Work to complete :: Looking at the entries below, how many lines include the word "nombre"? Answer with the number alone.

Material for this task ::
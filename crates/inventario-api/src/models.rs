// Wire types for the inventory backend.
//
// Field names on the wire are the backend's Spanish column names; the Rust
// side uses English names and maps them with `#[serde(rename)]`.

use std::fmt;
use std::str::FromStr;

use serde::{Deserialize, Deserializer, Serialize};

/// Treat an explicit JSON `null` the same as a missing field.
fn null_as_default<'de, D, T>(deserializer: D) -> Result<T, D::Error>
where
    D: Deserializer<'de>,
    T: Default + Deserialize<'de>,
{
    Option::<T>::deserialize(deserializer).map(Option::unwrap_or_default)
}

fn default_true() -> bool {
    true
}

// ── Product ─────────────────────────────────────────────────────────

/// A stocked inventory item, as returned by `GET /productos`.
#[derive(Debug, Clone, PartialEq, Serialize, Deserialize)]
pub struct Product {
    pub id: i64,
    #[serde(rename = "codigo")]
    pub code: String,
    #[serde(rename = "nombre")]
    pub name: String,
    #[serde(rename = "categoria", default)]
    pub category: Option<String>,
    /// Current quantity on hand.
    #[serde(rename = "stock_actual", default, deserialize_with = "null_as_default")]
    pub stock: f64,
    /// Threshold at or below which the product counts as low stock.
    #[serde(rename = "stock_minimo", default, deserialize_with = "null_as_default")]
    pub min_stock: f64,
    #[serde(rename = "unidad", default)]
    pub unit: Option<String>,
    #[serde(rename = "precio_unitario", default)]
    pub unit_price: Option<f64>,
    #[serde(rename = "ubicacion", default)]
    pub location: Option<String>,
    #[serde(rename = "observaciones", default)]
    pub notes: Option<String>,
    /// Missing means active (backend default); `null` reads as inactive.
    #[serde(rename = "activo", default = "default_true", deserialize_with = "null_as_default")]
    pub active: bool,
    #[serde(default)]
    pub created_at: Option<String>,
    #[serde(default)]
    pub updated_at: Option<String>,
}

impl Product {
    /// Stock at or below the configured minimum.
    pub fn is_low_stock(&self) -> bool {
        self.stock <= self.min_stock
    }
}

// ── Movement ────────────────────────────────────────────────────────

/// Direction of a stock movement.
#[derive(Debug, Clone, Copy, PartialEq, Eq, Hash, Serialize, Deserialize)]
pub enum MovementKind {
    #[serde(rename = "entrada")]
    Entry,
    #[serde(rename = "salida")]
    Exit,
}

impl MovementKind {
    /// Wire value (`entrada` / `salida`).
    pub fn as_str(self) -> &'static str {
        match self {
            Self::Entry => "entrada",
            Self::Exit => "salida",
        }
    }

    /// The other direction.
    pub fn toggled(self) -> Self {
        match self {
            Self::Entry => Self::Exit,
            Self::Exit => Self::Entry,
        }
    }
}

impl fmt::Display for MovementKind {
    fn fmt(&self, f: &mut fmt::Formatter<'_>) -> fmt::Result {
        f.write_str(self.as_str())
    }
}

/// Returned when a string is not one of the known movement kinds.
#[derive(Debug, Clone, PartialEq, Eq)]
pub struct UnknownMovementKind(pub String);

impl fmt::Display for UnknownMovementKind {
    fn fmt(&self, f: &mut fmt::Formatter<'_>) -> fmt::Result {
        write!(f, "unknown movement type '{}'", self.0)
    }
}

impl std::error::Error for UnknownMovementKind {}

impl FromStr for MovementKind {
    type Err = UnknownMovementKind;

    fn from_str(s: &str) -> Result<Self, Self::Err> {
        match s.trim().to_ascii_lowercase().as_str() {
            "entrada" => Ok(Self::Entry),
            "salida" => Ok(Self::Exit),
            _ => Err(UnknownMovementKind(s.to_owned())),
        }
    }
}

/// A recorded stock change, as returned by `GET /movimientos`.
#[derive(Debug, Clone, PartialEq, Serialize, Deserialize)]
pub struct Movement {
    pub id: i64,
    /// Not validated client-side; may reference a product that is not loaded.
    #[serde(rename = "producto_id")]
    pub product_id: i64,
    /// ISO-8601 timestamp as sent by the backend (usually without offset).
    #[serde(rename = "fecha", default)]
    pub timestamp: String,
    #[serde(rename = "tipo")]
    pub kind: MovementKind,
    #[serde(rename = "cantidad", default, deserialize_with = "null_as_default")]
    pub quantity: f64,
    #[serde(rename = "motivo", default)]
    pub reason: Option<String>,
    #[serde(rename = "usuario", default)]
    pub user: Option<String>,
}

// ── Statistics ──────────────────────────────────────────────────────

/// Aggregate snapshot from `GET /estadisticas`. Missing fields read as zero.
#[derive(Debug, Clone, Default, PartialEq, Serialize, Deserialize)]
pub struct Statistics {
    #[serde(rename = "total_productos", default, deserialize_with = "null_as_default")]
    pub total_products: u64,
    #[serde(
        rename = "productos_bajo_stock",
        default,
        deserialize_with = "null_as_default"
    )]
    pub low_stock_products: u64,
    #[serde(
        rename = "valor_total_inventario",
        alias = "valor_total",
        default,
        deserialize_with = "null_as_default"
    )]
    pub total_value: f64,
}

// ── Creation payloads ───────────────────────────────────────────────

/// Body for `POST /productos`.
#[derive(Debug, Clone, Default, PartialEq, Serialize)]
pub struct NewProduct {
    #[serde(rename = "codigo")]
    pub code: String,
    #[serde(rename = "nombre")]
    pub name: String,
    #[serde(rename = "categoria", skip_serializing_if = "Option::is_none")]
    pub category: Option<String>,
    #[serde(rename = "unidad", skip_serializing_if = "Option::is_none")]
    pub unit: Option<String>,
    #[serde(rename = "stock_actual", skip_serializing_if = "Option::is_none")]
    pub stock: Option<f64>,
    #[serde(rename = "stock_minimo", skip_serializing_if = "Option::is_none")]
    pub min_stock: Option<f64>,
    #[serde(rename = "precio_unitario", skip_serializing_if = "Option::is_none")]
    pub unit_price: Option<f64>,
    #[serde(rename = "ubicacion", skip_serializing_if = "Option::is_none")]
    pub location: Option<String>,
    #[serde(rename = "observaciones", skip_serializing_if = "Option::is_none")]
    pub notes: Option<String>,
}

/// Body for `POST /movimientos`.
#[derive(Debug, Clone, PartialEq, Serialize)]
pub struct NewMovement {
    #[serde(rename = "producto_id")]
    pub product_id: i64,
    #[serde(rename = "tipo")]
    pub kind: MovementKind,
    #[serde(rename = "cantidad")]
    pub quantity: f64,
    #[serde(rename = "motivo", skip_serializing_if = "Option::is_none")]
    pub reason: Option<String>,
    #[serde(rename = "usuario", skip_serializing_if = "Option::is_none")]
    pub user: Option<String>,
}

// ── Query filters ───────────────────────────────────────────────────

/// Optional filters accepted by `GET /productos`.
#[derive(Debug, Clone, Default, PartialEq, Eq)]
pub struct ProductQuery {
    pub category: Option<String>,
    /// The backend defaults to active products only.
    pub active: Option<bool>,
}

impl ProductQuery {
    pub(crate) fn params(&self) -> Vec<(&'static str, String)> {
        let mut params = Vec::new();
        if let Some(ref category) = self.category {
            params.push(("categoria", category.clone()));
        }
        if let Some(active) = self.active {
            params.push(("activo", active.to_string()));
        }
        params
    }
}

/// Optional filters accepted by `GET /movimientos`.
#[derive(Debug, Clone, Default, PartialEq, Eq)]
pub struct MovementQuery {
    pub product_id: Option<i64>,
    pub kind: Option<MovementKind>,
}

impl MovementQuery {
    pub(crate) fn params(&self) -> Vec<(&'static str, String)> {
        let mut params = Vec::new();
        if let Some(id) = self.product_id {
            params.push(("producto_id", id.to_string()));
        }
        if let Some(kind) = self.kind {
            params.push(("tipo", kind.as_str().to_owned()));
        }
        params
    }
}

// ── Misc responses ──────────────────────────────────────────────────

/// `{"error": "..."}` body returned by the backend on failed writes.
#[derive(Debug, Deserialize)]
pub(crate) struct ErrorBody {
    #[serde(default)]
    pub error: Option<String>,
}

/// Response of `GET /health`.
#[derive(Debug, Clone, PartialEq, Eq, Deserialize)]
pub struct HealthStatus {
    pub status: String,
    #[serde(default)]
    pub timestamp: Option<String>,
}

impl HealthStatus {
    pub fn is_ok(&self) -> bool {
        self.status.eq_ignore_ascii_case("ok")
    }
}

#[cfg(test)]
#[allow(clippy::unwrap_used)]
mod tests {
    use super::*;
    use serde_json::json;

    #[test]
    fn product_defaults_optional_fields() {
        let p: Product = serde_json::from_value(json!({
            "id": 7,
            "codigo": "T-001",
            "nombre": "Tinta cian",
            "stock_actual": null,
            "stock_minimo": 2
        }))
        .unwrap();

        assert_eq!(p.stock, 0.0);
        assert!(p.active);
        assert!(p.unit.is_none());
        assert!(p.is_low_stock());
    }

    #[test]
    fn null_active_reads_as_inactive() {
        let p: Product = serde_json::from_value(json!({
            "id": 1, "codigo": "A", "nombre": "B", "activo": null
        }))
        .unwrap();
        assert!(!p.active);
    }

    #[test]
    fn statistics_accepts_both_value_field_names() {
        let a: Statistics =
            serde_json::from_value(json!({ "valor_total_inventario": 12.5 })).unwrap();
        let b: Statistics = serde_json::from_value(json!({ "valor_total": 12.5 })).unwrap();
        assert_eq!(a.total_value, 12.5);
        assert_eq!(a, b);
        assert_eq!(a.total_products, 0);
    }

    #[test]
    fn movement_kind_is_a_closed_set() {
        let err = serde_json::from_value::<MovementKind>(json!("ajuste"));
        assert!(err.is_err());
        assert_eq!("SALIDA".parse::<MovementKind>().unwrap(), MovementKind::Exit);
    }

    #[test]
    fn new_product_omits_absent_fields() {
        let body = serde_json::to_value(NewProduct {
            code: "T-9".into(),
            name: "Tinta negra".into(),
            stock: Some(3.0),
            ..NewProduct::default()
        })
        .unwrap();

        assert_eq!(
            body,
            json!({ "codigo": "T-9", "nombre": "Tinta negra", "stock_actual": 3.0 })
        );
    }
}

Result for this exercise :: 5